WHAT IS BEING ASKED: Your answer should be the lines from the one containing "pub struct Ticker" through the final line below, copied exactly.
· · ·
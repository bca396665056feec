use crate::{cron::CronConfig, error::CronError};
use std::time::Duration;
use tokio::time::{Instant, Interval, MissedTickBehavior, interval_at};
use tracing::trace;

fn parse(field: &'static str, value: &str) -> Result<Duration, CronError> {
    duration_str::parse(value).map_err(|e| CronError::InvalidDuration {
        field,
        value: value.to_string(),
        reason: e.to_string(),
    })
}

/// A parsed schedule. Cheap to clone; every call to [`Cron::ticker`] starts
/// a fresh timeline from "now".
#[derive(Debug, Clone)]
pub struct Cron {
    name: String,
    run_after_start: Duration,
    interval: Duration,
    interval_after_finish: bool,
}

impl Cron {
    pub fn new(name: &str, cfg: &CronConfig) -> Result<Self, CronError> {
        let run_after_start = parse("run_after_start", &cfg.run_after_start)?;
        let interval = parse("interval", &cfg.interval)?;
        if interval.is_zero() {
            return Err(CronError::ZeroInterval { field: "interval" });
        }

        Ok(Self {
            name: name.to_string(),
            run_after_start,
            interval,
            interval_after_finish: cfg.interval_after_finish,
        })
    }

    pub fn name(&self) -> &str {
        &self.name
    }

    pub fn run_after_start(&self) -> Duration {
        self.run_after_start
    }

    pub fn interval(&self) -> Duration {
        self.interval
    }

    pub fn ticker(&self) -> Ticker {
        let mut interval = interval_at(Instant::now() + self.run_after_start, self.interval);
        interval.set_missed_tick_behavior(match self.interval_after_finish {
            true => MissedTickBehavior::Delay,
            false => MissedTickBehavior::Skip,
        });

        Ticker {
            name: self.name.clone(),
            interval,
            count: 0,
        }
    }
}

#[derive(Debug)]
pub struct Ticker {
    name: String,
    interval: Interval,
    count: u64,
}

impl Ticker {
    /// Waits for the next tick and returns how many ticks have fired so far.
    pub async fn tick(&mut self) -> u64 {
        self.interval.tick().await;
        self.count += 1;
        trace!("CRON TICK - {} #{}", self.name, self.count);
        self.count
    }

    pub fn count(&self) -> u64 {
        self.count
    }
}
· · ·
SOLUTION TO THIS TASK:
pub struct Ticker {
    name: String,
    interval: Interval,
    count: u64,
}

impl Ticker {
    /// Waits for the next tick and returns how many ticks have fired so far.
    pub async fn tick(&mut self) -> u64 {
        self.interval.tick().await;
        self.count += 1;
        trace!("CRON TICK - {} #{}", self.name, self.count);
        self.count
    }

    pub fn count(&self) -> u64 {
        self.count
    }
}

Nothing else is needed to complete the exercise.